Gene Disruptions and Deletions

Transposition not only disrupts gene expression through insertion but can also result in the deletion of large DNA segments at target sites. For instance, LINE-1 insertion can cause deletions in the PDHX gene, leading to a deficiency in the pyruvate dehydrogenase enzyme complex. Similarly, deletions in the NF1 gene that occur alongside SVA transposon insertions are associated with neurofibromatosis.

LINE-1 Transpositions in Health and Disease

LINE-1 transpositions have been detected in the brain and gastrointestinal tract, although their significance in the brain remains uncertain. These transpositions are also noted in various cancers, including esophageal and gastric cancers.

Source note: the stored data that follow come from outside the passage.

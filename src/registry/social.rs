// Copyright (c) SocialNet Team
// SPDX-License-Identifier: Apache-2.0

//! The SocialNet application schema, declared entity by entity.
//!
//! This mirrors the diesel declarations in `crate::schema` in a form the
//! diagram exporter can walk. Declaration order is fixed, so everything
//! derived from the registry comes out deterministic.

use super::{ColumnDef, EntityDef, RelationshipDef, SchemaRegistry};

impl SchemaRegistry {
    /// Build the full thirteen-entity SocialNet schema.
    pub fn social_media() -> Self {
        let mut registry = SchemaRegistry::new();

        registry.declare_entity(EntityDef::new(
            "users",
            vec![
                ColumnDef::primary_key("id"),
                ColumnDef::varchar("username", 100).not_null().unique(),
                ColumnDef::varchar("email", 150).not_null().unique(),
                ColumnDef::text("password_hash").not_null(),
                ColumnDef::varchar("full_name", 100),
                ColumnDef::varchar("bio", 350),
                ColumnDef::varchar("profile_picture", 500),
            ],
        ));

        registry.declare_entity(EntityDef::new(
            "followers",
            vec![
                ColumnDef::primary_key("id"),
                ColumnDef::integer("user_id"),
                ColumnDef::integer("follower_id"),
                ColumnDef::timestamp("follow_timestamp").not_null(),
            ],
        ));

        registry.declare_entity(EntityDef::new(
            "following",
            vec![
                ColumnDef::primary_key("id"),
                ColumnDef::integer("user_id"),
                ColumnDef::integer("following_id"),
                ColumnDef::timestamp("follow_timestamp").not_null(),
            ],
        ));

        registry.declare_entity(EntityDef::new(
            "posts",
            vec![
                ColumnDef::primary_key("id"),
                ColumnDef::integer("user_id"),
                ColumnDef::varchar("image_url", 500).not_null(),
                ColumnDef::varchar("caption", 1000),
                ColumnDef::timestamp("creation_timestamp").not_null(),
            ],
        ));

        registry.declare_entity(EntityDef::new(
            "likes",
            vec![
                ColumnDef::primary_key("id"),
                ColumnDef::integer("user_id"),
                ColumnDef::integer("post_id"),
                ColumnDef::timestamp("like_timestamp").not_null(),
            ],
        ));

        registry.declare_entity(EntityDef::new(
            "comments",
            vec![
                ColumnDef::primary_key("id"),
                ColumnDef::integer("user_id"),
                ColumnDef::integer("post_id"),
                ColumnDef::varchar("text", 1000).not_null(),
                ColumnDef::timestamp("creation_timestamp").not_null(),
            ],
        ));

        registry.declare_entity(EntityDef::new(
            "stories",
            vec![
                ColumnDef::primary_key("id"),
                ColumnDef::integer("user_id"),
                ColumnDef::varchar("image_url", 500).not_null(),
                ColumnDef::varchar("caption", 1000),
                ColumnDef::timestamp("creation_timestamp").not_null(),
                ColumnDef::timestamp("expiration_timestamp").not_null(),
            ],
        ));

        // Nothing but an identity; messages reference it.
        registry.declare_entity(EntityDef::new(
            "conversations",
            vec![ColumnDef::primary_key("id")],
        ));

        registry.declare_entity(EntityDef::new(
            "messages",
            vec![
                ColumnDef::primary_key("id"),
                ColumnDef::integer("conversation_id"),
                ColumnDef::integer("sender_id"),
                ColumnDef::integer("receiver_id"),
                ColumnDef::text("content").not_null(),
                ColumnDef::timestamp("timestamp").not_null(),
            ],
        ));

        registry.declare_entity(EntityDef::new(
            "hashtags",
            vec![
                ColumnDef::primary_key("id"),
                ColumnDef::varchar("name", 100).not_null().unique(),
            ],
        ));

        registry.declare_entity(EntityDef::new(
            "post_hashtags",
            vec![
                ColumnDef::primary_key("id"),
                ColumnDef::integer("post_id"),
                ColumnDef::integer("hashtag_id"),
            ],
        ));

        registry.declare_entity(EntityDef::new(
            "post_interactions",
            vec![
                ColumnDef::primary_key("id"),
                ColumnDef::integer("user_id"),
                ColumnDef::integer("post_id"),
                ColumnDef::varchar("interaction_type", 50).not_null(),
                ColumnDef::timestamp("timestamp").not_null(),
            ],
        ));

        registry.declare_entity(EntityDef::new(
            "notifications",
            vec![
                ColumnDef::primary_key("id"),
                ColumnDef::integer("user_id"),
                ColumnDef::varchar("event_type", 50).not_null(),
                ColumnDef::text("content").not_null(),
                ColumnDef::timestamp("timestamp").not_null(),
            ],
        ));

        // Follow edges carry two references into users apiece; each one is
        // its own relationship, keyed by the referencing column.
        registry.declare_relationship(RelationshipDef::many_to_one(
            "followers",
            "user_id",
            "users",
        ));
        registry.declare_relationship(RelationshipDef::many_to_one(
            "followers",
            "follower_id",
            "users",
        ));
        registry.declare_relationship(RelationshipDef::many_to_one(
            "following",
            "user_id",
            "users",
        ));
        registry.declare_relationship(RelationshipDef::many_to_one(
            "following",
            "following_id",
            "users",
        ));
        registry.declare_relationship(RelationshipDef::many_to_one("posts", "user_id", "users"));
        registry.declare_relationship(RelationshipDef::many_to_one("likes", "user_id", "users"));
        registry.declare_relationship(RelationshipDef::many_to_one("likes", "post_id", "posts"));
        registry.declare_relationship(RelationshipDef::many_to_one("comments", "user_id", "users"));
        registry.declare_relationship(RelationshipDef::many_to_one("comments", "post_id", "posts"));
        registry.declare_relationship(RelationshipDef::many_to_one("stories", "user_id", "users"));
        registry.declare_relationship(RelationshipDef::many_to_one(
            "messages",
            "conversation_id",
            "conversations",
        ));
        registry.declare_relationship(RelationshipDef::many_to_one(
            "messages",
            "sender_id",
            "users",
        ));
        registry.declare_relationship(RelationshipDef::many_to_one(
            "messages",
            "receiver_id",
            "users",
        ));
        registry.declare_relationship(RelationshipDef::many_to_one(
            "post_hashtags",
            "post_id",
            "posts",
        ));
        registry.declare_relationship(RelationshipDef::many_to_one(
            "post_hashtags",
            "hashtag_id",
            "hashtags",
        ));
        registry.declare_relationship(RelationshipDef::many_to_one(
            "post_interactions",
            "user_id",
            "users",
        ));
        registry.declare_relationship(RelationshipDef::many_to_one(
            "post_interactions",
            "post_id",
            "posts",
        ));
        registry.declare_relationship(RelationshipDef::many_to_one(
            "notifications",
            "user_id",
            "users",
        ));

        registry
    }
}

#[cfg(test)]
mod tests {
    use super::super::{Cardinality, ReferentialAction, SchemaRegistry};

    #[test]
    fn social_schema_is_self_consistent() {
        let registry = SchemaRegistry::social_media();
        assert_eq!(registry.validate(), Ok(()));
    }

    #[test]
    fn declares_all_thirteen_entities() {
        let registry = SchemaRegistry::social_media();
        let names: Vec<_> = registry.entities().iter().map(|e| e.name).collect();
        assert_eq!(
            names,
            vec![
                "users",
                "followers",
                "following",
                "posts",
                "likes",
                "comments",
                "stories",
                "conversations",
                "messages",
                "hashtags",
                "post_hashtags",
                "post_interactions",
                "notifications",
            ]
        );
    }

    #[test]
    fn uniqueness_constraints_are_declared_as_metadata() {
        let registry = SchemaRegistry::social_media();

        let users = registry.entity("users").unwrap();
        let unique: Vec<_> = users.unique_columns().map(|c| c.name).collect();
        assert_eq!(unique, vec!["username", "email"]);
        assert!(!users.column("bio").unwrap().unique);

        let hashtags = registry.entity("hashtags").unwrap();
        assert!(hashtags.column("name").unwrap().unique);
    }

    #[test]
    fn every_entity_has_a_synthetic_primary_key() {
        let registry = SchemaRegistry::social_media();
        for entity in registry.entities() {
            let pk = entity.primary_key().unwrap();
            assert_eq!(pk.name, "id", "{} primary key", entity.name);
        }
    }

    #[test]
    fn parallel_foreign_keys_stay_distinct() {
        let registry = SchemaRegistry::social_media();

        let follower_edges: Vec<_> = registry
            .relationships_from("followers")
            .map(|r| r.source_column)
            .collect();
        assert_eq!(follower_edges, vec!["user_id", "follower_id"]);

        let message_edges: Vec<_> = registry
            .relationships_from("messages")
            .map(|r| (r.source_column, r.target))
            .collect();
        assert_eq!(
            message_edges,
            vec![
                ("conversation_id", "conversations"),
                ("sender_id", "users"),
                ("receiver_id", "users"),
            ]
        );
    }

    #[test]
    fn all_relationships_are_many_to_one_into_primary_keys() {
        let registry = SchemaRegistry::social_media();
        assert_eq!(registry.relationships().len(), 18);
        for rel in registry.relationships() {
            assert_eq!(rel.cardinality, Cardinality::ManyToOne);
            assert_eq!(rel.target_column, "id");
        }
    }

    #[test]
    fn no_cascade_rules_are_declared() {
        // Deleting a user out from under messages.sender_id is a state this
        // layer represents without complaint; enforcement belongs to the
        // database engine.
        let registry = SchemaRegistry::social_media();
        for rel in registry.relationships() {
            assert_eq!(rel.on_delete, ReferentialAction::NoAction);
        }
    }

    #[test]
    fn construction_is_deterministic() {
        assert_eq!(SchemaRegistry::social_media(), SchemaRegistry::social_media());
    }
}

It remains unclear whether LINE-1 insertions in tumor tissues are responsible for initiating cancer or if they arise from the high mutation rates typical of cancerous tissues. However, there are documented cases where LINE-1 insertions into tumor suppressor genes like APC and PTEN have disrupted these genes and potentially contributed to tumor progression.

Alu Elements and Genetic Diversity

In addition to causing disease-related mutations, DNA recombination events mediated by Alu elements can lead to variations in the number of copies of certain DNA segments, known as copy number variations. These variations can differ among individuals and populations, contributing to the expansion of gene families and playing a potential role in evolution. Such genetic diversity is crucial for the long-term survival of species.

Conclusion

Significant advancements have been made in understanding the roles of transposable elements in genetic diversity and disease over the past three decades, as outlined in the review. However, further research is essential to address ongoing questions regarding their functions and their involvement in cancer development, brain development, and psychiatric disorders.

References

1. McClintock B. The origin and behavior of mutable loci in maize. Proc Natl Acad Sci U S A. 1950 Jun;36(6):344-55.
2. McClintock, B. The discovery and characterization of transposable elements. The collected papers of Barbara McClintock. (Garland, New York; 1987).
3. Smit AF. Interspersed repeats and other remnants of transposable elements in mammalian genomes. Curr Opin Genet Dev. 1999 Dec;9(6):657-63.
4. Kazazian HH Jr, Moran JV. Mobile DNA in Health and Disease. N Engl J Med. 2017 Jul 27;377(4):361-370. doi: 10.1056/NEJMra1510092.